The intervention included a one-hour computer-based training, two weeks of behavior tracking, and three supplementary modules titled “Above and Beyond.” Sixteen organizations in the northwestern United States that employed veterans were randomly assigned to the treatment condition. Supervisors had one month to complete the three intervention components.  

The intervention served veteran employees who worked at least 20 hours per week at a participating organization and served in any branch of the military after December 31, 2001. The training was applicable for all supervisors regardless of whether they currently supervise a veteran. In other words, it was designed to benefit supervisors more generally and includes concepts and behaviors that apply to general supervisor support, supervisor support for family, and supervisor support for veterans and active reservists in the civilian workplace. 

Features of the Study

This study used a cluster randomized controlled trial that included 35 organizations employing veterans in the northwestern United States.
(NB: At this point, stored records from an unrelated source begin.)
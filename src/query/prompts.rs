//! Prompt templates

pub const RAG_SYSTEM_PROMPT: &str = "\
You are a helpful assistant that answers questions based on the provided documents.
When answering:
1. Use information from the retrieved documents when available
2. Be specific and cite sources when possible
3. If the answer isn't in the documents, say so clearly
4. Provide concise but complete answers
5. Use proper formatting for readability";

pub const SUMMARIZATION_PROMPT: &str = "\
Please provide a comprehensive summary of the following documents:
- Include key topics and main points
- Organize information logically
- Highlight important details
- Keep the summary concise but informative";

pub fn search_prompt(query: &str) -> String {
    format!(
        "Based on the provided documents, please answer the following question:\n\n\
         Question: {}\n\n\
         Please provide a detailed answer based on the information found in the documents.\n\
         If you cannot find relevant information, please state that clearly.",
        query
    )
}

pub fn qa_prompt(question: &str, context: Option<&str>) -> String {
    let prompt = format!(
        "Answer the following question using only the information provided in the documents.\n\
         If the information is not available in the documents, clearly state that.\n\n\
         Question: {}\n\n\
         Provide a clear, accurate answer with specific references to the source material when possible.",
        question
    );
    match context {
        Some(ctx) if !ctx.trim().is_empty() => format!("Additional context: {}\n\n{}", ctx, prompt),
        _ => prompt,
    }
}

pub fn summary_prompt(focus_topic: Option<&str>) -> String {
    match focus_topic {
        Some(topic) if !topic.trim().is_empty() => format!(
            "{}\n\nFocus particularly on information related to: {}",
            SUMMARIZATION_PROMPT, topic
        ),
        _ => SUMMARIZATION_PROMPT.to_string(),
    }
}
//! Document validation and upload
//!
//! Checks local files against the service's accepted formats and size limit,
//! uploads them, and records the resulting handles in the store registry.

use std::fs::File;
use std::path::{Path, PathBuf};
use std::sync::Arc;

use anyhow::{Context, Result};
use tracing::{debug, info, warn};
use walkdir::WalkDir;

use crate::gemini::FileUploader;
use crate::store::{CustomMetadata, StoreRegistry, StoredFile};

const BYTES_PER_MB: u64 = 1024 * 1024;

/// Accepted extensions and the MIME type each is uploaded as
pub const SUPPORTED_FORMATS: &[(&str, &str)] = &[
    ("pdf", "application/pdf"),
    ("txt", "text/plain"),
    (
        "docx",
        "application/vnd.openxmlformats-officedocument.wordprocessingml.document",
    ),
    ("html", "text/html"),
    ("htm", "text/html"),
    ("md", "text/markdown"),
    ("markdown", "text/markdown"),
];

#[derive(Debug, thiserror::Error)]
pub enum ValidationError {
    #[error("File not found: {}", .0.display())]
    NotFound(PathBuf),

    #[error("Not a regular file: {}", .0.display())]
    NotAFile(PathBuf),

    #[error("Directory not found or not a directory: {}", .0.display())]
    NotADirectory(PathBuf),

    #[error("Unsupported file format: '{extension}'. Supported: {}", supported_list())]
    Unsupported { extension: String },

    #[error("File too large: {size_mb:.1}MB (max {max_mb}MB)")]
    TooLarge { size_mb: f64, max_mb: u64 },

    #[error("Cannot read file {}: {source}", .path.display())]
    Unreadable {
        path: PathBuf,
        #[source]
        source: std::io::Error,
    },
}

fn supported_list() -> String {
    SUPPORTED_FORMATS
        .iter()
        .map(|(ext, _)| format!(".{}", ext))
        .collect::<Vec<_>>()
        .join(", ")
}

fn extension(path: &Path) -> String {
    path.extension()
        .map(|e| e.to_string_lossy().to_lowercase())
        .unwrap_or_default()
}

/// MIME type for a supported path
pub fn mime_type_for(path: &Path) -> Option<&'static str> {
    let ext = extension(path);
    SUPPORTED_FORMATS
        .iter()
        .find(|(e, _)| *e == ext)
        .map(|(_, mime)| *mime)
}

/// Check that `path` can be uploaded; returns its MIME type and size
pub fn validate_file(path: &Path, max_file_size_mb: u64) -> Result<(&'static str, u64), ValidationError> {
    let meta = std::fs::metadata(path).map_err(|e| match e.kind() {
        std::io::ErrorKind::NotFound => ValidationError::NotFound(path.to_path_buf()),
        _ => ValidationError::Unreadable {
            path: path.to_path_buf(),
            source: e,
        },
    })?;
    if !meta.is_file() {
        return Err(ValidationError::NotAFile(path.to_path_buf()));
    }

    let mime = mime_type_for(path).ok_or_else(|| ValidationError::Unsupported {
        extension: extension(path),
    })?;

    let size = meta.len();
    if size > max_file_size_mb * BYTES_PER_MB {
        return Err(ValidationError::TooLarge {
            size_mb: size as f64 / BYTES_PER_MB as f64,
            max_mb: max_file_size_mb,
        });
    }

    File::open(path).map_err(|source| ValidationError::Unreadable {
        path: path.to_path_buf(),
        source,
    })?;

    Ok((mime, size))
}

/// Supported files under `dir`, sorted by path
pub fn scan_directory(dir: &Path, recursive: bool) -> Result<Vec<PathBuf>, ValidationError> {
    if !dir.is_dir() {
        return Err(ValidationError::NotADirectory(dir.to_path_buf()));
    }

    let walker = WalkDir::new(dir).min_depth(1).sort_by_file_name();
    let walker = if recursive { walker } else { walker.max_depth(1) };

    let files = walker
        .into_iter()
        .filter_map(|entry| match entry {
            Ok(entry) => Some(entry),
            Err(e) => {
                warn!(error = %e, "Skipping unreadable directory entry");
                None
            }
        })
        .filter(|entry| entry.file_type().is_file())
        .map(|entry| entry.into_path())
        .filter(|path| mime_type_for(path).is_some())
        .collect();

    Ok(files)
}

/// Assemble upload metadata from the common fields plus custom entries
pub fn build_metadata(
    document_type: Option<&str>,
    category: Option<&str>,
    tags: &[String],
    custom: &[CustomMetadata],
) -> Vec<CustomMetadata> {
    let mut metadata = Vec::new();
    if let Some(t) = document_type {
        metadata.push(CustomMetadata::string("document_type", t));
    }
    if let Some(c) = category {
        metadata.push(CustomMetadata::string("category", c));
    }
    if !tags.is_empty() {
        metadata.push(CustomMetadata::string("tags", tags.join(",")));
    }
    metadata.extend(custom.iter().cloned());
    metadata
}

#[derive(Debug, Clone, Default)]
pub struct UploadOptions {
    pub display_name: Option<String>,
    pub document_type: Option<String>,
    pub category: Option<String>,
    pub tags: Vec<String>,
    pub custom: Vec<CustomMetadata>,
}

impl UploadOptions {
    fn metadata(&self) -> Vec<CustomMetadata> {
        build_metadata(
            self.document_type.as_deref(),
            self.category.as_deref(),
            &self.tags,
            &self.custom,
        )
    }
}

/// Outcome of a directory upload
#[derive(Debug, Default)]
pub struct UploadSummary {
    pub uploaded: Vec<StoredFile>,
    pub invalid: Vec<(PathBuf, ValidationError)>,
    pub failed: Vec<(PathBuf, String)>,
}

pub struct DocumentProcessor<U: FileUploader> {
    uploader: Arc<U>,
    registry: Arc<StoreRegistry>,
    max_file_size_mb: u64,
}

impl<U: FileUploader> DocumentProcessor<U> {
    pub fn new(uploader: Arc<U>, registry: Arc<StoreRegistry>, max_file_size_mb: u64) -> Self {
        Self {
            uploader,
            registry,
            max_file_size_mb,
        }
    }

    pub fn validate(&self, path: &Path) -> Result<(&'static str, u64), ValidationError> {
        validate_file(path, self.max_file_size_mb)
    }

    /// Validate, upload, wait for processing, and record in `store`
    pub async fn upload_document(
        &self,
        path: &Path,
        store: &str,
        options: &UploadOptions,
    ) -> Result<StoredFile> {
        let (mime_type, _) = self.validate(path)?;

        let display_name = match &options.display_name {
            Some(name) => name.clone(),
            None => path
                .file_name()
                .map(|n| n.to_string_lossy().into_owned())
                .unwrap_or_else(|| path.display().to_string()),
        };

        let data = tokio::fs::read(path)
            .await
            .with_context(|| format!("Failed to read {}", path.display()))?;

        let remote = self
            .uploader
            .upload_active(data, &display_name, mime_type)
            .await
            .with_context(|| format!("Failed to upload {}", path.display()))?;

        let record = StoredFile {
            name: remote.name.clone(),
            display_name,
            size_bytes: remote.size_bytes,
            mime_type: mime_type.to_string(),
            metadata: options.metadata(),
        };
        self.registry
            .add_file(store, record.clone())
            .context("Failed to record upload in store registry")?;

        info!(handle = %record.name, store = store, "Document uploaded");
        Ok(record)
    }

    /// Upload every supported file under `dir`. Invalid files and per-file
    /// upload failures are logged and reported, not fatal.
    pub async fn upload_directory(
        &self,
        dir: &Path,
        store: &str,
        recursive: bool,
        options: &UploadOptions,
    ) -> Result<UploadSummary> {
        let files = scan_directory(dir, recursive)?;
        let mut summary = UploadSummary::default();

        if files.is_empty() {
            warn!(dir = %dir.display(), "No supported files found");
            return Ok(summary);
        }
        info!(count = files.len(), dir = %dir.display(), "Found files to upload");

        let mut valid = Vec::with_capacity(files.len());
        for path in files {
            match self.validate(&path) {
                Ok(_) => valid.push(path),
                Err(e) => {
                    warn!(path = %path.display(), error = %e, "Skipping invalid file");
                    summary.invalid.push((path, e));
                }
            }
        }

        for path in valid {
            let relative = path
                .strip_prefix(dir)
                .unwrap_or(path.as_path())
                .to_string_lossy()
                .into_owned();
            let file_options = UploadOptions {
                display_name: Some(relative),
                ..options.clone()
            };

            match self.upload_document(&path, store, &file_options).await {
                Ok(record) => {
                    debug!(handle = %record.name, "Uploaded directory entry");
                    summary.uploaded.push(record);
                }
                Err(e) => {
                    warn!(path = %path.display(), error = %format!("{:#}", e), "Upload failed");
                    summary.failed.push((path, format!("{:#}", e)));
                }
            }
        }

        info!(
            uploaded = summary.uploaded.len(),
            invalid = summary.invalid.len(),
            failed = summary.failed.len(),
            "Directory upload finished"
        );
        Ok(summary)
    }
}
Sixteen organizations employing 275 veterans were assigned to the treatment group and 19 organizations employing 222 veterans were assigned to the control group, in which organizations received no training through the duration of the study but  received the training after the study was completed. Among veterans in the treatment group, the average age was 39 85.5 percent were male, 85.3 percent were White, and 67.7 percent were college graduates.  

Using a statistical model, the study authors compared the outcomes of veterans in the treatment group organizations to those of the veterans in the control group organizations.  

Only 65 of 275 veteran participants in the treatment group were matched to a supervisor who completed the training. For this reason, the authors argue that the training intervention had minimal strength. 

Findings

  • Health and safety. The study found no statistically significant impacts on perceived health or functional impairment at either the three-month or nine-month follow-up. 

  • Productivity. The study found no statistically significant impacts on job performance at either the three-month or nine-month follow-up. 

  • Attitudes. The study found no statistically significant impacts on turnover intentions at either the three-month or nine-month follow-up. 

Considerations for Interpreting the Findings

This study received the highest causal evidence rating because it was a randomized controlled trial with low attrition. However, only 23.6 percent of veteran participants in the treatment group were matched to a supervisor who completed the training.  

Causal Evidence Rating

The quality of causal evidence presented in this report is high because it was based on a well-implemented randomized controlled trial. This means we would be confident that any estimated effects would be attributable to VSST and not to other factors. However, the study did not find statistically significant effects.